FILE PHOTO: An AMC theater is pictured in Times Square in the Manhattan neighborhood of New York City, New York, United States on June 2, 2021. REUTERS / Carlo Allegri
June 3, 2021
By David Randall and Sinéad Carew
NEW YORK (Reuters) – Free popcorn for shareholders. Follow over 500 die-hard fans of his company’s stock on Twitter. Retweeted a video of what appeared to be an airplane flying a banner around Manhattan with the meme stick rally calling out “AMC to the Moon”.
Welcome to the world of AMC Entertainment Holdings Inc’s CEO, Adam Aron, who, since the beginning of the year, has taken the role of chief promoter of a company that was on the verge of bankruptcy to new heights.
At a time when many on Wall Street are arguing that the cinema operator is overrated and in desperate need of an accelerated economic recovery from the coronavirus pandemic to justify his stock price, 66-year-old Aron relies on the growing power of the individual Investors who let so-called meme stocks rise
“Beware of naysayers, AMC will play on the offensive again. Here we come! “Aron wrote in a tweet from June 1st https://twitter.com/CEOAdam/status/1399683077660721152.

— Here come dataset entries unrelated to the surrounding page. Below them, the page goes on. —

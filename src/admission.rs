//! Bounded-concurrency admission queue
//!
//! At most `limit` submitted futures execute at once. Further submissions
//! wait in FIFO order on a fair semaphore. The backlog is unbounded unless
//! `max_waiting` is set, in which case submissions beyond it are rejected.

use crate::error::PipelineError;
use serde_json::json;
use std::future::Future;
use std::sync::Arc;
use std::sync::atomic::{AtomicUsize, Ordering};
use tokio::sync::Semaphore;

#[derive(Debug, Clone, Copy, PartialEq, Eq)]
pub struct QueueStats {
    pub limit: usize,
    pub executing: usize,
    pub waiting: usize,
    pub max_waiting: Option<usize>,
}

impl QueueStats {
    pub fn to_json(&self) -> serde_json::Value {
        json!({
            "limit": self.limit,
            "executing": self.executing,
            "waiting": self.waiting,
            "max_waiting": self.max_waiting,
        })
    }
}

#[derive(Debug)]
pub struct AdmissionQueue {
    limit: usize,
    max_waiting: Option<usize>,
    slots: Arc<Semaphore>,
    waiting: Arc<AtomicUsize>,
    executing: Arc<AtomicUsize>,
}

impl AdmissionQueue {
    pub fn new(limit: usize, max_waiting: Option<usize>) -> Self {
        log::info!(
            "Initializing admission queue: limit={}, max_waiting={:?}",
            limit,
            max_waiting
        );
        Self {
            limit,
            max_waiting,
            slots: Arc::new(Semaphore::new(limit)),
            waiting: Arc::new(AtomicUsize::new(0)),
            executing: Arc::new(AtomicUsize::new(0)),
        }
    }

    /// Waits for an admission slot, then runs `job` to completion on its own
    /// task. Once admitted the job is not cancelled, even if the caller stops
    /// waiting for the result. The slot is freed when the job finishes.
    pub async fn submit<F, T>(&self, job: F) -> Result<T, PipelineError>
    where
        F: Future<Output = T> + Send + 'static,
        T: Send + 'static,
    {
        let permit = {
            let _waiting = self.enter_backlog()?;
            self.slots
                .clone()
                .acquire_owned()
                .await
                .map_err(|_| PipelineError::Internal("admission queue closed".to_string()))?
        };

        self.executing.fetch_add(1, Ordering::SeqCst);
        let executing = self.executing.clone();
        let handle = tokio::spawn(async move {
            let _slot = SlotGuard {
                executing,
                _permit: permit,
            };
            job.await
        });

        handle.await.map_err(|e| {
            if e.is_panic() {
                PipelineError::Internal("job panicked".to_string())
            } else {
                PipelineError::Internal(format!("job aborted: {}", e))
            }
        })
    }

    fn enter_backlog(&self) -> Result<BacklogGuard, PipelineError> {
        let waiting = self.waiting.fetch_add(1, Ordering::SeqCst);
        let guard = BacklogGuard {
            waiting: self.waiting.clone(),
        };
        if let Some(max) = self.max_waiting {
            // a free slot means the job will not actually wait
            if waiting >= max && self.slots.available_permits() == 0 {
                return Err(PipelineError::QueueFull { waiting });
            }
        }
        Ok(guard)
    }

    pub fn limit(&self) -> usize {
        self.limit
    }

    pub fn executing(&self) -> usize {
        self.executing.load(Ordering::SeqCst)
    }

    pub fn waiting(&self) -> usize {
        self.waiting.load(Ordering::SeqCst)
    }

    pub fn stats(&self) -> QueueStats {
        QueueStats {
            limit: self.limit,
            executing: self.executing(),
            waiting: self.waiting(),
            max_waiting: self.max_waiting,
        }
    }
}

struct BacklogGuard {
    waiting: Arc<AtomicUsize>,
}

impl Drop for BacklogGuard {
    fn drop(&mut self) {
        self.waiting.fetch_sub(1, Ordering::SeqCst);
    }
}

struct SlotGuard {
    executing: Arc<AtomicUsize>,
    _permit: tokio::sync::OwnedSemaphorePermit,
}

impl Drop for SlotGuard {
    fn drop(&mut self) {
        let count = self.executing.fetch_sub(1, Ordering::SeqCst) - 1;
        log::debug!("Admission slot released, executing: {}", count);
    }
}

He’s riding a wave of excitement for the stock. AMC stock is up nearly 3,000% year-to-date and nearly doubled on Wednesday, closing at $ 62.55 per share, well above Wall Street analysts’ average target price of $ 5.11, according to Refinitiv data . AMC is now valued at $ 28.2 billion based on Wednesday’s closing price.
Aron, who became CEO in 2016 after running the National Basketball Association’s Philadelphia 76ers, began promoting AMC after a retail spending spree on its stocks in January.
AMC did not respond to a request for comment and Aron did not respond to a direct message on Twitter.
Aron is part of a growing number of Wall Street executives like Elon Musk of Tesla Inc and Ryan Cohen, future chairman of GameStop Corp., who appear to be courting retail investors rather than institutional investors.
“These individual investors likely own the majority of our shares,” Aron said during the company’s conference call in May. “You own AMC. We work for you. I work for you. “
Some analysts are skeptical that such show manipulation will prop up AMC’s share price in the long term. There are no actively managed equity funds among the company’s 20 largest shareholders, according to Refinitiv data, leaving open the risk that a change in sentiment by retail investors could quickly plunge the stock.
“The Twitter horde loves him. He plays with the crowd and it works, ”said MKM Partners analyst Eric Handler, who questioned AMC’s stated strategy of issuing new shares to raise capital. “He would be better off improving the balance sheet and adding some stability to the business,” he said.
Michael Pachter, an analyst at Wedbush Securities, said selling enough movie tickets and popcorn to justify a $ 40 stock price for the company – where it was trading early Wednesday – would require earnings to be up against its own Estimates of $ 322,000 per screen for 2022 nearly double movie tickets and $ 6 per person for food and drinks.
“It’s hard to see why AMC would double its historical average,” he said.
Aron, whose career spanned a decade as chief executive of Vail Resorts Inc and one of the leading Starwood Hotels and Resorts Worldwide Inc., has been more focused on connecting with consumers than retail shareholders in his previous leadership roles.
At the 76ers, for example, he was involved in lowering ticket prices, at Vail Resorts he was instrumental in expanding the company into a nationwide business. The company’s shares fell nearly 4% when he announced his resignation in 2006.
Promoting a company’s shares to retail investors could be the new reality for many companies, said Jim Paulsen, Leuthold Group’s chief investment officer.
“CEOs have always been showmen and a large part of their job is putting on shows for institutional investors,” said Paulsen. “You may have a Reddit group that is the focus of the tweet, but the reality is that institutional guys like me will find out about it just as quickly.”